According to the present invention, the influence of reaction deposits can be suppressed and high quality substrates can be produced for a long period of time, which is extremely significant in industrial production.

[Brief description of drawings]

FIG. 1 is a cross-sectional view of a reaction device used in a comparative example, which is an example of a conventionally used reaction device.

FIG. 2 is an explanatory view of a situation when a substrate is placed in a conventionally used apparatus.

FIG. 3 is a sectional view of an example of a vapor phase growth apparatus of the present invention.

FIG. 4 is an explanatory view of a situation when a substrate is placed in the vapor phase growth apparatus of the present invention.

[Explanation of symbols]

 1 Substrate 2 Susceptor 3 Raw Material Gas Introducing Section 4 Spraying Tube 5 Inner Tube 6 Reaction Tube 7 Susceptor Holding Shaft 8 Raw Material Gas 9 Inert Gas Introducing Section 10 Exhaust Pipe 11 Sub Chamber 12 Gate Valve 13 High Frequency Heating Coil 14 Pressure Sensor

Claims (1)

[Claims] 1. A thin film vapor phase growth apparatus having a source gas introduction part, a susceptor for mounting a substrate, a reaction tube and an exhaust tube, comprising: (1) a blowing tube for introducing the source gas onto the substrate. , The downstream end of the blowing pipe extends to the downstream end of the susceptor, the diameter of the downstream end of the blowing pipe is larger than the diameter of the downstream end of the susceptor, and (2) has an inner pipe surrounding the susceptor holding shaft and has a lower portion of the inner pipe.
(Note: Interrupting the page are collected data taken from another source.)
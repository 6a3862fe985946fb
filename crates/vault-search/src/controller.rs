//! Search orchestration.
//!
//! [`SearchController`] owns the item collection, the text query and the
//! navigator state. Every change refreshes the keyword tree, so the read side
//! (`visible_items`, `visible_nodes`, `view`) is always answered from the
//! current inputs.

use vault_core::Item;
use vault_keywords::{KeywordPath, KeywordTreeNode, NavigatorState, VisibleNode};

use crate::cache::TreeCache;
use crate::filter::ItemFilter;
use crate::types::FilterQuery;

pub use crate::types::{SearchOptions, SelectionPolicy};

/// Everything a presentation layer needs to draw one frame.
#[derive(Debug, Clone)]
pub struct SearchView<'a> {
    /// Count shown on the "All Items" row (the tree root's count).
    pub all_items_count: usize,
    /// Rows of the keyword panel.
    pub visible_nodes: Vec<VisibleNode<'a>>,
    /// Items of the main panel, in collection order.
    pub visible_items: Vec<&'a Item>,
    /// The active query.
    pub query: FilterQuery,
    /// Whether the selected path is missing from the tree.
    pub selection_is_orphaned: bool,
}

/// Keeps the tree, the keyword panel and the item list in step.
#[derive(Debug, Clone)]
pub struct SearchController {
    items: Vec<Item>,
    text: String,
    navigator: NavigatorState,
    options: SearchOptions,
    cache: TreeCache,
}

impl SearchController {
    /// Creates a controller with default options.
    pub fn new(items: Vec<Item>) -> Self {
        Self::with_options(items, SearchOptions::default())
    }

    /// Creates a controller with explicit options.
    pub fn with_options(items: Vec<Item>, options: SearchOptions) -> Self {
        let mut controller = Self {
            items,
            text: String::new(),
            navigator: NavigatorState::new(),
            options,
            cache: TreeCache::new(options.memoize_tree),
        };
        controller.refresh();
        controller
    }

    fn refresh(&mut self) {
        if self.cache.refresh(&self.items) {
            log::debug!(
                "Rebuilt keyword tree for {} items ({} nodes)",
                self.items.len(),
                self.cache.stats().nodes_created
            );
        }
        if self.selection_is_orphaned() {
            log::debug!(
                "Selected keyword {:?} is no longer in the tree",
                self.navigator.selected_path
            );
        }
    }

    // ------------------------------------------------------------------------
    // Inputs
    // ------------------------------------------------------------------------

    /// Replaces the item collection.
    ///
    /// Navigator state is kept; a selection that no longer exists is reported
    /// by [`selection_is_orphaned`](Self::selection_is_orphaned), not cleared.
    pub fn set_items(&mut self, items: Vec<Item>) {
        self.items = items;
        self.refresh();
    }

    /// Updates the text query, applying the selection policy.
    pub fn set_text(&mut self, text: impl Into<String>) {
        self.text = text.into();
        let clears_selection = self.options.selection_policy == SelectionPolicy::ClearOnEmptyText;
        if self.text.is_empty() && clears_selection {
            self.navigator.select(None);
        }
        self.refresh();
    }

    /// Selects a keyword path, or "all items" with `None`. The text query is
    /// never touched.
    pub fn select(&mut self, path: Option<&str>) {
        self.navigator.select(path);
        self.refresh();
    }

    /// Expands or collapses a node.
    pub fn toggle_expand(&mut self, path: &str) {
        self.navigator.toggle_expand(path);
    }

    /// Row click on the keyword panel.
    pub fn activate(&mut self, path: &str) {
        self.navigator.activate(self.cache.tree(), path);
        self.refresh();
    }

    /// Expands every node with children.
    pub fn expand_all(&mut self) {
        self.navigator.expand_all(self.cache.tree());
    }

    /// Collapses every node.
    pub fn collapse_all(&mut self) {
        self.navigator.collapse_all();
    }

    /// Expands the ancestors of a path.
    pub fn expand_to(&mut self, path: &str) {
        self.navigator.expand_to(path);
    }

    /// Replaces the navigator state wholesale, e.g. one restored from disk.
    pub fn set_navigator(&mut self, navigator: NavigatorState) {
        self.navigator = navigator;
        self.refresh();
    }

    // ------------------------------------------------------------------------
    // Outputs
    // ------------------------------------------------------------------------

    /// The item collection.
    pub fn items(&self) -> &[Item] {
        &self.items
    }

    /// The text query.
    pub fn text(&self) -> &str {
        &self.text
    }

    /// The navigator state.
    pub fn navigator(&self) -> &NavigatorState {
        &self.navigator
    }

    /// The options in effect.
    pub fn options(&self) -> &SearchOptions {
        &self.options
    }

    /// The current keyword tree.
    pub fn tree(&self) -> &KeywordTreeNode {
        self.cache.tree()
    }

    /// Number of tree builds so far.
    pub fn build_count(&self) -> usize {
        self.cache.build_count()
    }

    /// The filter query derived from the text and the selected path.
    pub fn query(&self) -> FilterQuery {
        FilterQuery {
            text: self.text.clone(),
            selected_path: self.navigator.selected(),
        }
    }

    /// The "All Items" figure.
    pub fn all_items_count(&self) -> usize {
        self.tree().count()
    }

    /// Items matching the query, in collection order.
    pub fn visible_items(&self) -> Vec<&Item> {
        ItemFilter::new(&self.query()).apply_with_tree(&self.items, self.tree())
    }

    /// Rows of the keyword panel.
    pub fn visible_nodes(&self) -> Vec<VisibleNode<'_>> {
        self.navigator.visible_nodes(self.tree())
    }

    /// Whether a path is selected that the current tree does not contain.
    pub fn selection_is_orphaned(&self) -> bool {
        self.navigator
            .selected()
            .is_some_and(|path: KeywordPath| self.tree().find(&path).is_none())
    }

    /// One consistent snapshot of both panels.
    pub fn view(&self) -> SearchView<'_> {
        SearchView {
            all_items_count: self.all_items_count(),
            visible_nodes: self.visible_nodes(),
            visible_items: self.visible_items(),
            query: self.query(),
            selection_is_orphaned: self.selection_is_orphaned(),
        }
    }
}

impl Default for SearchController {
    fn default() -> Self {
        Self::new(Vec::new())
    }
}

// ============================================================================
// Tests
// ============================================================================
The inner pipe and exhaust pipe are connected with each other, the diameter of the upstream end of the inner pipe is larger than the diameter of the downstream end of the blowing pipe, and the upstream end of the inner pipe is located upstream of the gas from the downstream end of the blowing pipe. (3) The reaction tube has an inlet for at least one gas selected from the group consisting of hydrogen, nitrogen, and argon,
(4) A vapor phase growth apparatus having a mechanism in which the susceptor moves up and down together with the inner tube so that the gas flows between the reaction tube and the blowing tube.